Türkiye Diyanet Vakfı'nca basılan iki ciltlik ''İlmihal-İslam ve
Toplum''da tavla oyunu için kullanılan ifadeler tartışma yaratacağa
benziyor. Oruçtan hac ve kurbana, temizlikten evlilik ve boşanmaya
birçok konuda açıklamaların yer aldığı İlmihal'de yer alan dikkat
çekici bazı bölümler şöyle: Tavla haram değil ama mekruh İslam
bilginlerinin çoğunluğu, bazı hadislerden hareketle tavlanın haram
olduğunu ifade etmiştir.
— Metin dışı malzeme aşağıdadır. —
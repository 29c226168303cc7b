//!  Amadeus Travel Tools
//!
//!  Copyright (C) 2026  Mamy Ratsimbazafy
//!
//!  This program is free software: you can redistribute it and/or modify
//!  it under the terms of the GNU Affero General Public License as published by
//!  the Free Software Foundation, either version 3 of the License, or
//!  (at your option) any later version.
//!
//!  This program is distributed in the hope that it will be useful,
//!  but WITHOUT ANY WARRANTY; without even the implied warranty of
//!  MERCHANTABILITY or FITNESS FOR A PARTICULAR PURPOSE.  See the
//!  GNU Affero General Public License for more details.
//!
//!  You should have received a copy of the GNU Affero General Public License
//!  along with this program.  If not, see <http://www.gnu.org/licenses/>.

//! Input checks shared by the tool parameter structs. All of them run before
//! a request is built.

use crate::error::{AmadeusError, Result};
use base64::Engine;
use base64::engine::general_purpose::STANDARD;
use chrono::{NaiveDate, NaiveTime};
use serde_json::Value;

pub(crate) fn required(field: &str, value: &str) -> Result<()> {
    if value.trim().is_empty() {
        return Err(AmadeusError::validation(format!("{field} is required")));
    }
    Ok(())
}

/// Zero-padded `YYYY-MM-DD`; the raw string is what goes upstream
pub(crate) fn date(field: &str, value: &str) -> Result<NaiveDate> {
    required(field, value)?;
    NaiveDate::parse_from_str(value, "%Y-%m-%d")
        .ok()
        .filter(|d| d.format("%Y-%m-%d").to_string() == value)
        .ok_or_else(|| {
            AmadeusError::validation(format!("{field} must be a YYYY-MM-DD date, got '{value}'"))
        })
}

pub(crate) fn optional_date(field: &str, value: Option<&str>) -> Result<()> {
    if let Some(v) = value {
        date(field, v)?;
    }
    Ok(())
}

/// Zero-padded `HH:MM` or `HH:MM:SS`
pub(crate) fn time(field: &str, value: &str) -> Result<NaiveTime> {
    required(field, value)?;
    ["%H:%M:%S", "%H:%M"]
        .into_iter()
        .find_map(|fmt| {
            NaiveTime::parse_from_str(value, fmt)
                .ok()
                .filter(|t| t.format(fmt).to_string() == value)
        })
        .ok_or_else(|| {
            AmadeusError::validation(format!("{field} must be HH:MM or HH:MM:SS, got '{value}'"))
        })
}

pub(crate) fn year(field: &str, value: &str) -> Result<()> {
    required(field, value)?;
    if value.len() != 4 || !value.chars().all(|c| c.is_ascii_digit()) {
        return Err(AmadeusError::validation(format!(
            "{field} must be a four digit year, got '{value}'"
        )));
    }
    Ok(())
}

pub(crate) fn at_least_one(field: &str, value: u32) -> Result<()> {
    if value == 0 {
        return Err(AmadeusError::validation(format!("{field} must be at least 1")));
    }
    Ok(())
}

pub(crate) fn latitude(field: &str, value: f64) -> Result<()> {
    if !(-90.0..=90.0).contains(&value) {
        return Err(AmadeusError::validation(format!(
            "{field} must be within [-90, 90], got {value}"
        )));
    }
    Ok(())
}

pub(crate) fn longitude(field: &str, value: f64) -> Result<()> {
    if !(-180.0..=180.0).contains(&value) {
        return Err(AmadeusError::validation(format!(
            "{field} must be within [-180, 180], got {value}"
        )));
    }
    Ok(())
}

/// Accept a JSON value, or a string holding one (what most agents send)
pub(crate) fn json_payload(field: &str, value: &Value) -> Result<Value> {
    match value {
        Value::Null => Err(AmadeusError::validation(format!("{field} is required"))),
        Value::String(s) => {
            required(field, s)?;
            serde_json::from_str(s)
                .map_err(|e| AmadeusError::validation(format!("{field} is not valid JSON: {e}")))
        }
        other => Ok(other.clone()),
    }
}

pub(crate) fn json_object(field: &str, value: &Value) -> Result<Value> {
    let parsed = json_payload(field, value)?;
    if !parsed.is_object() {
        return Err(AmadeusError::validation(format!("{field} must be a JSON object")));
    }
    Ok(parsed)
}

pub(crate) fn json_array(field: &str, value: &Value) -> Result<Vec<Value>> {
    match json_payload(field, value)? {
        Value::Array(items) => Ok(items),
        _ => Err(AmadeusError::validation(format!("{field} must be a JSON array"))),
    }
}

pub(crate) fn base64(field: &str, value: &str) -> Result<()> {
    required(field, value)?;
    STANDARD
        .decode(value.trim())
        .map(|_| ())
        .map_err(|e| AmadeusError::validation(format!("{field} is not valid base64: {e}")))
}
Tavlanın kumar olma ihtimalinden
hareketle, haram sayılması pek isabetli değildir. Çoğunluk hanefi
kaynaklarda ifade edildiği şekilde tavlanın, kumara vesile
kılınmamak şartıyla haram olmadığı, ancak zamanı boşa geçirme gibi
noktalardan hareketle mekruh (tiksindirici, iğrenç. Müslümanlıkta
dince yasaklanmamış olmakla birlikte yapılmaması istenen) olduğu
söylenebilir. Sonuç itibariyle, kumara bulaştırılmadığı, gerek
Allah'a, gerek aile ve topluma karşı görevler aksatılmadığı, o
sırada daha önemli bir şey ihmal edilmediği sürece tavla oynanması
dinen haram olmamakla birlikte, mekruhtur. Estetik ameliyat insanı
aldatmadır Günümüzde oldukça yaygın olan estetik cerrahi
müdahalelerin önemli bir kısmı daha güzel görünüp, sahibini daha
genç göstermeyi sağlama gayesine matuftur. Bu da hadislerde belli
örnekler üzerinde dile getirilen hilkati değiştirme, Allah'ın
yarattığı şekil ve sureti bozma ve değiştirme, insanları aldatma
yasağı çerçevesine girmektedir. Saç ektirmek caiz değildir Hadis
kitaplarında Resulullah'ın saça saç eklemeyi, dökülmüş saçın yerine
başkasının saçını takmayı yasakladığı rivayetleri vardır, islam
hukukçuları da, erkek veya kadının ister hastalık ve saç dökülmesi
sebebiyle, isterse güzellik kastıyla saçına saç eklemesini, başına
peruk takmasını caiz görmemişlerdir. Çünkü bunda hem tabii ve fıtri
şekli değiştirme hem de karşısındaki insanlara genç ve farklı
görünerek onları yanıltma vardır. Dinen necis sayılan kıl ve
tüylerden yapılan peruğun kullanılmasının caiz olmadığı
belirtilmiştir. Saça benzeyen bir maddeden peruk takılması Hz.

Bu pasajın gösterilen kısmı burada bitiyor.